Refactoring into Pure Functions

“Whenever I have to think to understand what the code is doing, I ask myself if I can refactor the code to make that understanding more immediately apparent.” Martin Fowler

It’s very common to find some parts of our code that contain duplicate logic. In that case, we can think of applying the DRY principle to get all the benefits of having all our logic written in one place.

It’s also common that some parts of our code get too complex over time that we need to refactor them into smaller, simpler, and more readable functions.

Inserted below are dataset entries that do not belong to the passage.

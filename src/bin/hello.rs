use anyhow::Result;
use cpu_panel::ui::panel::PanelWindow;
use tao::event::{Event, WindowEvent};
use tao::event_loop::{ControlFlow, EventLoopBuilder};

const LINES: [&str; 2] = ["Hello, world!", "This is a simple panel window."];

fn main() -> Result<()> {
    env_logger::init();

    let event_loop = EventLoopBuilder::<()>::with_user_event().build();
    let mut panel = PanelWindow::new(&event_loop, "Hello World", (360, 140))?;
    panel.request_redraw();

    event_loop.run(move |event, _, control_flow| {
        *control_flow = ControlFlow::Wait;

        match event {
            Event::WindowEvent {
                event: WindowEvent::CloseRequested,
                ..
            } => {
                *control_flow = ControlFlow::Exit;
            }
            Event::RedrawRequested(_) => {
                panel.render_lines(&LINES);
            }
            _ => {}
        }
    })
}
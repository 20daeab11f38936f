//! Error types for media operations.

use std::path::PathBuf;
use thiserror::Error;

/// Result type for media operations.
pub type MediaResult<T> = Result<T, MediaError>;

/// Errors that can occur while assembling or packaging a video.
#[derive(Debug, Error)]
pub enum MediaError {
    #[error("FFmpeg not found: {0}")]
    FfmpegNotFound(String),

    #[error("FFmpeg command failed: {message}")]
    FfmpegFailed {
        message: String,
        output: Option<String>,
        exit_code: Option<i32>,
    },

    #[error("Operation timed out after {0} seconds")]
    Timeout(u64),

    #[error("No chunks found in {0}")]
    NoChunks(PathBuf),

    #[error("Chunk name has no numeric ordinal: {0}")]
    InvalidChunkName(PathBuf),

    #[error("Chunks {first} and {second} share ordinal {ordinal}")]
    DuplicateChunk {
        ordinal: u64,
        first: PathBuf,
        second: PathBuf,
    },

    #[error("Chunk entry is not a regular file: {0}")]
    NotAFile(PathBuf),

    #[error("Failed to read chunk {path}: {source}")]
    ChunkRead {
        path: PathBuf,
        #[source]
        source: std::io::Error,
    },

    #[error("Failed to write chunk {path} to merged file: {source}")]
    ChunkWrite {
        path: PathBuf,
        #[source]
        source: std::io::Error,
    },

    #[error("IO error: {0}")]
    Io(#[from] std::io::Error),
}

impl MediaError {
    /// Create an FFmpeg failure error.
    pub fn ffmpeg_failed(
        message: impl Into<String>,
        output: Option<String>,
        exit_code: Option<i32>,
    ) -> Self {
        Self::FfmpegFailed {
            message: message.into(),
            output,
            exit_code,
        }
    }
}
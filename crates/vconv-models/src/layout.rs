//! Filesystem layout of a conversion job.
//!
//! ```text
//! <root>/<video_id>/*.chunk              uploaded chunks
//! <root>/<video_id>/merged.mp4           reassembled source (removed after packaging)
//! <root>/<video_id>/mpeg-dash/output.mpd manifest plus segment files
//! ```

use std::path::{Path, PathBuf};

use crate::VideoId;

/// Extension of uploaded chunk files.
pub const CHUNK_EXTENSION: &str = "chunk";

/// File name of the reassembled source video.
pub const MERGED_FILE: &str = "merged.mp4";

/// Directory holding the packaged stream.
pub const DASH_DIR: &str = "mpeg-dash";

/// File name of the streaming manifest.
pub const MANIFEST_FILE: &str = "output.mpd";

/// Resolved paths for one job.
#[derive(Debug, Clone, PartialEq, Eq)]
pub struct JobPaths {
    chunk_dir: PathBuf,
}

impl JobPaths {
    /// Paths for `video_id` under the shared upload root.
    pub fn new(root: impl AsRef<Path>, video_id: VideoId) -> Self {
        Self {
            chunk_dir: root.as_ref().join(video_id.to_string()),
        }
    }

    /// Directory holding the uploaded chunks.
    pub fn chunk_dir(&self) -> &Path {
        &self.chunk_dir
    }

    pub fn merged_file(&self) -> PathBuf {
        self.chunk_dir.join(MERGED_FILE)
    }

    pub fn output_dir(&self) -> PathBuf {
        self.chunk_dir.join(DASH_DIR)
    }

    pub fn manifest(&self) -> PathBuf {
        self.output_dir().join(MANIFEST_FILE)
    }
}
//! Reassembly of uploaded chunk files.
//!
//! Chunks are ordered by the number embedded in their file name, never by
//! directory enumeration order. Merging out of order produces media that often
//! still transcodes "successfully", so ordinal parsing is strict: a chunk file
//! without digits, or two chunks with the same ordinal, fail the merge.

use std::collections::BTreeMap;
use std::path::{Path, PathBuf};

use tokio::fs::{self, File};
use tokio::io::AsyncWriteExt;
use tracing::{debug, info};

use vconv_models::CHUNK_EXTENSION;

use crate::error::{MediaError, MediaResult};

/// One uploaded chunk file.
#[derive(Debug, Clone, PartialEq, Eq)]
pub struct Chunk {
    pub ordinal: u64,
    pub path: PathBuf,
}

/// Result of a successful merge.
#[derive(Debug, Clone, PartialEq, Eq)]
pub struct MergedFile {
    pub path: PathBuf,
    pub chunk_count: usize,
    pub bytes: u64,
}

/// Extract the ordinal from a chunk file name.
///
/// The ordinal is the first run of ASCII digits in the base name, so
/// `3.chunk`, `part-3.chunk` and `003.chunk` all yield 3.
pub fn chunk_ordinal(path: &Path) -> MediaResult<u64> {
    let invalid = || MediaError::InvalidChunkName(path.to_path_buf());

    let name = path.file_name().and_then(|n| n.to_str()).ok_or_else(invalid)?;
    let start = name.find(|c: char| c.is_ascii_digit()).ok_or_else(invalid)?;
    let rest = &name[start..];
    let end = rest
        .find(|c: char| !c.is_ascii_digit())
        .unwrap_or(rest.len());

    rest[..end].parse().map_err(|_| invalid())
}

/// List the chunk files in `dir`, sorted by ordinal.
///
/// Symlinked chunks are followed. A `.chunk` entry that is not a regular
/// file is an error rather than a silently missing piece of the video.
pub async fn list_chunks(dir: &Path) -> MediaResult<Vec<Chunk>> {
    let mut entries = fs::read_dir(dir).await?;
    let mut by_ordinal: BTreeMap<u64, PathBuf> = BTreeMap::new();

    while let Some(entry) = entries.next_entry().await? {
        let path = entry.path();
        if path.extension().and_then(|e| e.to_str()) != Some(CHUNK_EXTENSION) {
            continue;
        }
        // Follows symlinks; a dangling link fails like an unreadable chunk.
        let metadata = fs::metadata(&path)
            .await
            .map_err(|source| MediaError::ChunkRead {
                path: path.clone(),
                source,
            })?;
        if !metadata.is_file() {
            return Err(MediaError::NotAFile(path));
        }

        let ordinal = chunk_ordinal(&path)?;
        if let Some(first) = by_ordinal.get(&ordinal) {
            return Err(MediaError::DuplicateChunk {
                ordinal,
                first: first.clone(),
                second: path,
            });
        }
        by_ordinal.insert(ordinal, path);
    }

    Ok(by_ordinal
        .into_iter()
        .map(|(ordinal, path)| Chunk { ordinal, path })
        .collect())
}

/// Concatenate every chunk in `chunk_dir`, in ordinal order, into `output`.
///
/// Gaps in the ordinal sequence are not detected. On failure the partial
/// output is left in place for the caller to dispose of.
pub async fn merge_chunks(chunk_dir: &Path, output: &Path) -> MediaResult<MergedFile> {
    let chunks = list_chunks(chunk_dir).await?;
    if chunks.is_empty() {
        return Err(MediaError::NoChunks(chunk_dir.to_path_buf()));
    }

    info!(
        path = %chunk_dir.display(),
        chunks = chunks.len(),
        "Merging chunks"
    );

    let mut merged = File::create(output).await?;
    let mut bytes = 0u64;

    for chunk in &chunks {
        let mut input = File::open(&chunk.path)
            .await
            .map_err(|source| MediaError::ChunkRead {
                path: chunk.path.clone(),
                source,
            })?;

        let copied = tokio::io::copy(&mut input, &mut merged)
            .await
            .map_err(|source| MediaError::ChunkWrite {
                path: chunk.path.clone(),
                source,
            })?;

        debug!(chunk = %chunk.path.display(), bytes = copied, "Appended chunk");
        bytes += copied;
    }

    merged.flush().await?;

    Ok(MergedFile {
        path: output.to_path_buf(),
        chunk_count: chunks.len(),
        bytes,
    })
}

#[cfg(test)]
mod tests {
    use super::*;
    use tempfile::TempDir;

    #[test]
    fn test_chunk_ordinal() {
        assert_eq!(chunk_ordinal(Path::new("/a/b/3.chunk")).unwrap(), 3);
        assert_eq!(chunk_ordinal(Path::new("part-12.chunk")).unwrap(), 12);
        assert_eq!(chunk_ordinal(Path::new("007.chunk")).unwrap(), 7);
        // Directory digits are not part of the base name
        assert_eq!(chunk_ordinal(Path::new("/uploads/99/1.chunk")).unwrap(), 1);
    }

    #[test]
    fn test_chunk_ordinal_rejects_names_without_digits() {
        let err = chunk_ordinal(Path::new("/a/chunk.chunk")).unwrap_err();
        assert!(matches!(err, MediaError::InvalidChunkName(_)));

        let err = chunk_ordinal(Path::new("99999999999999999999999.chunk")).unwrap_err();
        assert!(matches!(err, MediaError::InvalidChunkName(_)));
    }

    #[tokio::test]
    async fn test_merge_orders_numerically() {
        let dir = TempDir::new().unwrap();
        let output = dir.path().join("merged.mp4");

        // Written in scrambled order; 10 must come after 9, not after 1.
        let order = [7u64, 2, 10, 0, 5, 9, 1, 11, 3, 8, 4, 6];
        for i in order {
            let content = format!("<{:02}>", i);
            fs::write(dir.path().join(format!("{}.chunk", i)), content)
                .await
                .unwrap();
        }

        let merged = merge_chunks(dir.path(), &output).await.unwrap();

        let expected: String = (0..12).map(|i| format!("<{:02}>", i)).collect();
        assert_eq!(fs::read_to_string(&output).await.unwrap(), expected);
        assert_eq!(merged.chunk_count, 12);
        assert_eq!(merged.bytes, expected.len() as u64);
    }

    #[tokio::test]
    async fn test_merge_single_chunk() {
        let dir = TempDir::new().unwrap();
        let output = dir.path().join("merged.mp4");
        fs::write(dir.path().join("0.chunk"), b"only").await.unwrap();

        merge_chunks(dir.path(), &output).await.unwrap();

        assert_eq!(fs::read(&output).await.unwrap(), b"only");
    }

    #[tokio::test]
    async fn test_merge_ignores_other_files() {
        let dir = TempDir::new().unwrap();
        let output = dir.path().join("merged.mp4");
        fs::write(dir.path().join("0.chunk"), b"AAAA").await.unwrap();
        fs::write(dir.path().join("1.chunk"), b"BBBB").await.unwrap();
        fs::write(dir.path().join("notes.txt"), b"ignored").await.unwrap();
        fs::create_dir(dir.path().join("mpeg-dash")).await.unwrap();

        merge_chunks(dir.path(), &output).await.unwrap();

        assert_eq!(fs::read(&output).await.unwrap(), b"AAAABBBB");
    }

    #[tokio::test]
    async fn test_merge_tolerates_gaps() {
        let dir = TempDir::new().unwrap();
        let output = dir.path().join("merged.mp4");
        fs::write(dir.path().join("0.chunk"), b"A").await.unwrap();
        fs::write(dir.path().join("5.chunk"), b"B").await.unwrap();

        let merged = merge_chunks(dir.path(), &output).await.unwrap();

        assert_eq!(merged.chunk_count, 2);
        assert_eq!(fs::read(&output).await.unwrap(), b"AB");
    }

    #[tokio::test]
    async fn test_merge_empty_directory_fails() {
        let dir = TempDir::new().unwrap();
        let output = dir.path().join("merged.mp4");

        let err = merge_chunks(dir.path(), &output).await.unwrap_err();
        assert!(matches!(err, MediaError::NoChunks(_)));
    }

    #[tokio::test]
    async fn test_merge_rejects_unnumbered_chunk() {
        let dir = TempDir::new().unwrap();
        let output = dir.path().join("merged.mp4");
        fs::write(dir.path().join("0.chunk"), b"A").await.unwrap();
        fs::write(dir.path().join("final.chunk"), b"B").await.unwrap();

        let err = merge_chunks(dir.path(), &output).await.unwrap_err();
        assert!(matches!(err, MediaError::InvalidChunkName(_)));
    }

    #[tokio::test]
    async fn test_merge_rejects_duplicate_ordinals() {
        let dir = TempDir::new().unwrap();
        let output = dir.path().join("merged.mp4");
        fs::write(dir.path().join("1.chunk"), b"A").await.unwrap();
        fs::write(dir.path().join("part1.chunk"), b"B").await.unwrap();

        let err = merge_chunks(dir.path(), &output).await.unwrap_err();
        assert!(matches!(err, MediaError::DuplicateChunk { ordinal: 1, .. }));
    }

    #[cfg(unix)]
    #[tokio::test]
    async fn test_merge_follows_symlinked_chunks() {
        let dir = TempDir::new().unwrap();
        let elsewhere = TempDir::new().unwrap();
        let output = dir.path().join("merged.mp4");
        let target = elsewhere.path().join("stored-1");
        fs::write(&target, b"BBBB").await.unwrap();

        fs::write(dir.path().join("0.chunk"), b"AAAA").await.unwrap();
        fs::symlink(&target, dir.path().join("1.chunk")).await.unwrap();
        fs::write(dir.path().join("2.chunk"), b"CCCC").await.unwrap();

        let merged = merge_chunks(dir.path(), &output).await.unwrap();

        assert_eq!(merged.chunk_count, 3);
        assert_eq!(fs::read(&output).await.unwrap(), b"AAAABBBBCCCC");
    }

    #[cfg(unix)]
    #[tokio::test]
    async fn test_merge_rejects_dangling_symlink() {
        let dir = TempDir::new().unwrap();
        let output = dir.path().join("merged.mp4");
        fs::write(dir.path().join("0.chunk"), b"AAAA").await.unwrap();
        fs::symlink(dir.path().join("gone"), dir.path().join("1.chunk"))
            .await
            .unwrap();

        let err = merge_chunks(dir.path(), &output).await.unwrap_err();
        assert!(matches!(err, MediaError::ChunkRead { .. }));
    }

    #[tokio::test]
    async fn test_merge_rejects_directory_named_as_chunk() {
        let dir = TempDir::new().unwrap();
        let output = dir.path().join("merged.mp4");
        fs::write(dir.path().join("0.chunk"), b"AAAA").await.unwrap();
        fs::create_dir(dir.path().join("1.chunk")).await.unwrap();

        let err = merge_chunks(dir.path(), &output).await.unwrap_err();
        assert!(matches!(err, MediaError::NotAFile(_)));
    }

    #[tokio::test]
    async fn test_merge_missing_directory_fails() {
        let dir = TempDir::new().unwrap();
        let missing = dir.path().join("does-not-exist");

        let err = merge_chunks(&missing, &dir.path().join("merged.mp4"))
            .await
            .unwrap_err();
        assert!(matches!(err, MediaError::Io(_)));
    }
}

There are several ways we can approach the code refactor. In this article, I want to explore some of them showing how can we achieve our goal with the help of pure functions. I want to show an example with a small problem and explore some possible ways to do code refactoring. And I will do so using JavaScript.

The Problem

Let’s have a small problem and that we need to solve. Say we have several points each of them is represented as (x, y) and we are required to find the closest 2 points to each other, and the furthest 2 points from each other.

While we can resort to some sophisticated optimized algorithms to find our required points, let’s just consider the simplest -brute force- solution, that works perfectly with a small number of points. Remember, our goal here is not the most optimized solution, but the most readable, maintainable one.

Let’s agree to represent each point as an object, with 2 fields: x and y. Then let’s define a simple function that calculates the distance between 2 given points…

const getDistance = (p1, p2) => {  
    return Math.sqrt((p1.x - p2.x) ** 2 + (p1.y - p2.y) ** 2);
}

Now, let’s write the function to get the closest 2 points…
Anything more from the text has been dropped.